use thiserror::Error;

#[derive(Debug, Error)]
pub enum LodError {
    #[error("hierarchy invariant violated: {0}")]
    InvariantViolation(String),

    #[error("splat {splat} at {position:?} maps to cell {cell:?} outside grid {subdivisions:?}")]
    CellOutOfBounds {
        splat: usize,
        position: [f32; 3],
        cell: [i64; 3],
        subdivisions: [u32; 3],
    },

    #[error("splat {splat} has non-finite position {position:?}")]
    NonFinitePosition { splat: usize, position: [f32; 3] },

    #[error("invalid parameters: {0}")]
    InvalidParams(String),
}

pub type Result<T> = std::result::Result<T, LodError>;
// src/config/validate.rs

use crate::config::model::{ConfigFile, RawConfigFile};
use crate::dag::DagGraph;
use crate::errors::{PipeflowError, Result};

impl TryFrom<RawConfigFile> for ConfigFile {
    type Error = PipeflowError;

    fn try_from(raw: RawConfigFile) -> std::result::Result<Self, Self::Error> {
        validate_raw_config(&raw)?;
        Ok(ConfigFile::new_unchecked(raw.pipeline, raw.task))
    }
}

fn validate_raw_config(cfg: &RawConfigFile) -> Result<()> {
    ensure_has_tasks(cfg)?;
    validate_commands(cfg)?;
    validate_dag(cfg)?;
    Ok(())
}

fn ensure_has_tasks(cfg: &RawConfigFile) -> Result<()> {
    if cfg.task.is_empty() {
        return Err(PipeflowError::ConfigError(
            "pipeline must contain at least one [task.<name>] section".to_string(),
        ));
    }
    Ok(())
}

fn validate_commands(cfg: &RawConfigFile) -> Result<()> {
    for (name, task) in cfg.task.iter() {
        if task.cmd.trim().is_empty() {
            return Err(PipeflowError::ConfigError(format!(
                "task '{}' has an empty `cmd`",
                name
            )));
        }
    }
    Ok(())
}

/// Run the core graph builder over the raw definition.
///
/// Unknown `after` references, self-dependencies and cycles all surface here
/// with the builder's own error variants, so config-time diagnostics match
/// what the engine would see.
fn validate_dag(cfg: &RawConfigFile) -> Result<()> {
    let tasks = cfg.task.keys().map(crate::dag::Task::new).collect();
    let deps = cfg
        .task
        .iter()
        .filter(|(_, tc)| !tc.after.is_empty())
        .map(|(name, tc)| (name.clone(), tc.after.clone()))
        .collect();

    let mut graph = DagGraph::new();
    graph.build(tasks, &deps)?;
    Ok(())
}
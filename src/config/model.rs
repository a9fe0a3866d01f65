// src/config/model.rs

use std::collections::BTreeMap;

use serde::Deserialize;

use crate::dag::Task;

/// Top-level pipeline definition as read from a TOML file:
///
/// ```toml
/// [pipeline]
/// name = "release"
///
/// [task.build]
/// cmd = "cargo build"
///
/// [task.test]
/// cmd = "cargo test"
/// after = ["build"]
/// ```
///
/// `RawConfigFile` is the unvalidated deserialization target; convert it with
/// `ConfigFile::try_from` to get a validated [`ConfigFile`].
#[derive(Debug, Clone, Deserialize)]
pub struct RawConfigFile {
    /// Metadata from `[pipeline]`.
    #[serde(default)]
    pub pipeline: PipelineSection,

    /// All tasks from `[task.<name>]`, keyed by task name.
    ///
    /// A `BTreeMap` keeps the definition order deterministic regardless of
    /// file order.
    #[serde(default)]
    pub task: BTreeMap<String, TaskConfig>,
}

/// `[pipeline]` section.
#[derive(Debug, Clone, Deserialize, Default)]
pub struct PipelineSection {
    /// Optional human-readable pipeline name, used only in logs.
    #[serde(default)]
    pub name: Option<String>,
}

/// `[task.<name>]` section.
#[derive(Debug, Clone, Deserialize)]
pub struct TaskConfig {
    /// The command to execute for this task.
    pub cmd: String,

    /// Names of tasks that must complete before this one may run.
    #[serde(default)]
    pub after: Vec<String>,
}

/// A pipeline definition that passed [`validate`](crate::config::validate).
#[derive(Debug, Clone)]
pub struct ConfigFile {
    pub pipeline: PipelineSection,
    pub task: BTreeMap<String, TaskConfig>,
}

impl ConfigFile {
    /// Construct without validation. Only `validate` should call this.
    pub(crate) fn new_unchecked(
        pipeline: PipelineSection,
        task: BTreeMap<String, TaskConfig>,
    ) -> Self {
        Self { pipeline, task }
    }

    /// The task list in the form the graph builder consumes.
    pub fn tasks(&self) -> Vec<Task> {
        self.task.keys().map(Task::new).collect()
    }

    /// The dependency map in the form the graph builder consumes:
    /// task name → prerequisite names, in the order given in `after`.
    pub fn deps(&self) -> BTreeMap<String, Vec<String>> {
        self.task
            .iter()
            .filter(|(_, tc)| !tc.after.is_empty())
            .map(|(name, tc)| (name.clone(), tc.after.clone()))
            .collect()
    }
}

════════

YOUR ASSIGNMENT »
Search the data for the string "PipeflowError" and copy each line where it appears.

RESULT »
use crate::errors::{PipeflowError, Result};
    type Error = PipeflowError;
        return Err(PipeflowError::ConfigError(
            return Err(PipeflowError::ConfigError(format!(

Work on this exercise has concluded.